Work required
Look for "GatewayChargeResponse" in each line of the records, and copy the lines that have it.

--- Data section ---

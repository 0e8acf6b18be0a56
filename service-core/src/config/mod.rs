use crate::error::AppError;
use config::{Config as Cfg, File};
use serde::Deserialize;

/// Core HTTP settings every service in the workspace shares. Service
/// crates embed this and layer their own sections on top.
#[derive(Debug, Deserialize, Clone)]
pub struct Config {
    #[serde(default = "default_port")]
    pub port: u16,
}

fn default_port() -> u16 {
    8080
}

impl Config {
    /// Load from an optional `configuration` file with `APP__*` env
    /// variables taking precedence.
    pub fn load() -> Result<Self, AppError> {
        dotenvy::dotenv().ok();

        let config = Cfg::builder()
            .add_source(File::with_name("configuration").required(false))
            .add_source(config::Environment::with_prefix("APP").separator("__"))
            .build()?;

        Ok(config.try_deserialize()?)
    }
}

#[cfg(test)]
mod tests {
    use super::*;

    #[test]
    fn load_defaults_port_and_honors_env_override() {
        std::env::remove_var("APP__PORT");
        assert_eq!(Config::load().unwrap().port, 8080);

        std::env::set_var("APP__PORT", "3010");
        assert_eq!(Config::load().unwrap().port, 3010);
        std::env::remove_var("APP__PORT");
    }
}
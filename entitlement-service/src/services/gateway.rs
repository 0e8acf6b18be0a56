//! Payment gateway adapter for charge-by-key renewals.
//!
//! The outcome type keeps business answers (approved, declined) apart from
//! transport faults (timeout, 5xx, malformed body). A decline is a final
//! verdict about the card; a transport fault says nothing about the card.

use async_trait::async_trait;
use reqwest::Client;
use rust_decimal::Decimal;
use secrecy::{ExposeSecret, Secret};
use serde::{Deserialize, Serialize};
use std::time::Duration;
use tracing::{error, info, instrument, warn};

use crate::config::GatewayConfig;
use crate::services::metrics::record_gateway_charge;

/// Charge request sent to the gateway.
#[derive(Debug, Clone, Serialize)]
pub struct ChargeRequest {
    pub billing_key: String,
    pub amount: Decimal,
    pub currency: String,
    pub description: String,
    /// Idempotency reference, unique per renewal attempt.
    pub reference: String,
}

/// Business-level answer from the gateway.
#[derive(Debug, Clone, PartialEq, Eq)]
pub enum ChargeOutcome {
    Approved {
        transaction_id: String,
        /// Some gateways rotate the stored credential on every charge.
        rotated_billing_key: Option<String>,
    },
    Declined {
        code: String,
        message: String,
    },
}

/// Transport-level failure. The charge may or may not have happened.
#[derive(Debug, thiserror::Error)]
pub enum GatewayError {
    #[error("gateway request timed out after {0}s")]
    Timeout(u64),
    #[error("gateway transport failure: {0}")]
    Transport(String),
}

#[async_trait]
pub trait PaymentGateway: Send + Sync {
    async fn charge(&self, request: &ChargeRequest) -> Result<ChargeOutcome, GatewayError>;
}

#[derive(Debug, Deserialize)]
struct GatewayChargeResponse {
    transaction_id: String,
    status: String,
    #[serde(default)]
    rotated_billing_key: Option<String>,
}

#[derive(Debug, Deserialize)]
struct GatewayErrorResponse {
    code: String,
    message: String,
}

/// HTTP client for the payment gateway's charge-by-key API.
#[derive(Clone)]
pub struct HttpPaymentGateway {
    client: Client,
    api_base_url: String,
    key_id: String,
    key_secret: Secret<String>,
    timeout_secs: u64,
}

impl HttpPaymentGateway {
    pub fn new(config: &GatewayConfig) -> Self {
        let client = Client::builder()
            .timeout(Duration::from_secs(config.timeout_secs))
            .build()
            .unwrap_or_default();

        Self {
            client,
            api_base_url: config.api_base_url.clone(),
            key_id: config.key_id.clone(),
            key_secret: config.key_secret.clone(),
            timeout_secs: config.timeout_secs,
        }
    }
}

#[async_trait]
impl PaymentGateway for HttpPaymentGateway {
    #[instrument(skip(self, request), fields(reference = %request.reference))]
    async fn charge(&self, request: &ChargeRequest) -> Result<ChargeOutcome, GatewayError> {
        let url = format!("{}/v1/charges", self.api_base_url);

        let response = self
            .client
            .post(&url)
            .basic_auth(&self.key_id, Some(self.key_secret.expose_secret()))
            .json(request)
            .send()
            .await
            .map_err(|e| {
                record_gateway_charge("transport_error");
                if e.is_timeout() {
                    error!(
                        reference = %request.reference,
                        timeout_secs = self.timeout_secs,
                        "Gateway charge timed out"
                    );
                    GatewayError::Timeout(self.timeout_secs)
                } else {
                    error!(reference = %request.reference, error = %e, "Gateway request failed");
                    GatewayError::Transport(e.to_string())
                }
            })?;

        let status = response.status();

        if status.is_success() {
            let body: GatewayChargeResponse = response.json().await.map_err(|e| {
                record_gateway_charge("transport_error");
                GatewayError::Transport(format!("malformed success body: {}", e))
            })?;

            if body.status != "approved" {
                record_gateway_charge("transport_error");
                return Err(GatewayError::Transport(format!(
                    "unexpected charge status '{}'",
                    body.status
                )));
            }

            record_gateway_charge("approved");
            info!(
                reference = %request.reference,
                gateway_transaction_id = %body.transaction_id,
                "Gateway charge approved"
            );
            return Ok(ChargeOutcome::Approved {
                transaction_id: body.transaction_id,
                rotated_billing_key: body.rotated_billing_key,
            });
        }

        if status.is_client_error() {
            let body: GatewayErrorResponse = response.json().await.map_err(|e| {
                record_gateway_charge("transport_error");
                GatewayError::Transport(format!("malformed decline body: {}", e))
            })?;

            record_gateway_charge("declined");
            warn!(
                reference = %request.reference,
                code = %body.code,
                "Gateway charge declined"
            );
            return Ok(ChargeOutcome::Declined {
                code: body.code,
                message: body.message,
            });
        }

        record_gateway_charge("transport_error");
        let text = response.text().await.unwrap_or_default();
        error!(
            reference = %request.reference,
            status = %status,
            "Gateway returned server error"
        );
        Err(GatewayError::Transport(format!(
            "gateway returned {}: {}",
            status, text
        )))
    }
}

#[cfg(test)]
mod tests {
    use super::*;
    use wiremock::matchers::{method, path};
    use wiremock::{Mock, MockServer, ResponseTemplate};

    fn gateway_for(server: &MockServer) -> HttpPaymentGateway {
        HttpPaymentGateway::new(&GatewayConfig {
            api_base_url: server.uri(),
            key_id: "key_test".to_string(),
            key_secret: Secret::new("secret_test".to_string()),
            timeout_secs: 5,
        })
    }

    fn request() -> ChargeRequest {
        ChargeRequest {
            billing_key: "bk_123".to_string(),
            amount: Decimal::new(33000, 2),
            currency: "USD".to_string(),
            description: "Tutor Teachers renewal".to_string(),
            reference: "renewal-abc".to_string(),
        }
    }

    #[tokio::test]
    async fn approved_charge_returns_transaction_id() {
        let server = MockServer::start().await;
        Mock::given(method("POST"))
            .and(path("/v1/charges"))
            .respond_with(ResponseTemplate::new(200).set_body_json(serde_json::json!({
                "transaction_id": "txn_001",
                "status": "approved",
                "rotated_billing_key": "bk_456"
            })))
            .mount(&server)
            .await;

        let outcome = gateway_for(&server).charge(&request()).await.unwrap();
        assert_eq!(
            outcome,
            ChargeOutcome::Approved {
                transaction_id: "txn_001".to_string(),
                rotated_billing_key: Some("bk_456".to_string()),
            }
        );
    }

    #[tokio::test]
    async fn decline_is_a_business_outcome_not_an_error() {
        let server = MockServer::start().await;
        Mock::given(method("POST"))
            .and(path("/v1/charges"))
            .respond_with(ResponseTemplate::new(402).set_body_json(serde_json::json!({
                "code": "card_declined",
                "message": "Insufficient funds"
            })))
            .mount(&server)
            .await;

        let outcome = gateway_for(&server).charge(&request()).await.unwrap();
        assert_eq!(
            outcome,
            ChargeOutcome::Declined {
                code: "card_declined".to_string(),
                message: "Insufficient funds".to_string(),
            }
        );
    }

    #[tokio::test]
    async fn server_error_is_a_transport_failure() {
        let server = MockServer::start().await;
        Mock::given(method("POST"))
            .and(path("/v1/charges"))
            .respond_with(ResponseTemplate::new(503))
            .mount(&server)
            .await;

        let err = gateway_for(&server).charge(&request()).await.unwrap_err();
        assert!(matches!(err, GatewayError::Transport(_)));
    }

    #[tokio::test]
    async fn malformed_success_body_is_a_transport_failure() {
        let server = MockServer::start().await;
        Mock::given(method("POST"))
            .and(path("/v1/charges"))
            .respond_with(ResponseTemplate::new(200).set_body_string("not json"))
            .mount(&server)
            .await;

        let err = gateway_for(&server).charge(&request()).await.unwrap_err();
        assert!(matches!(err, GatewayError::Transport(_)));
    }
}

---

Expected output
struct GatewayChargeResponse {
            let body: GatewayChargeResponse = response.json().await.map_err(|e| {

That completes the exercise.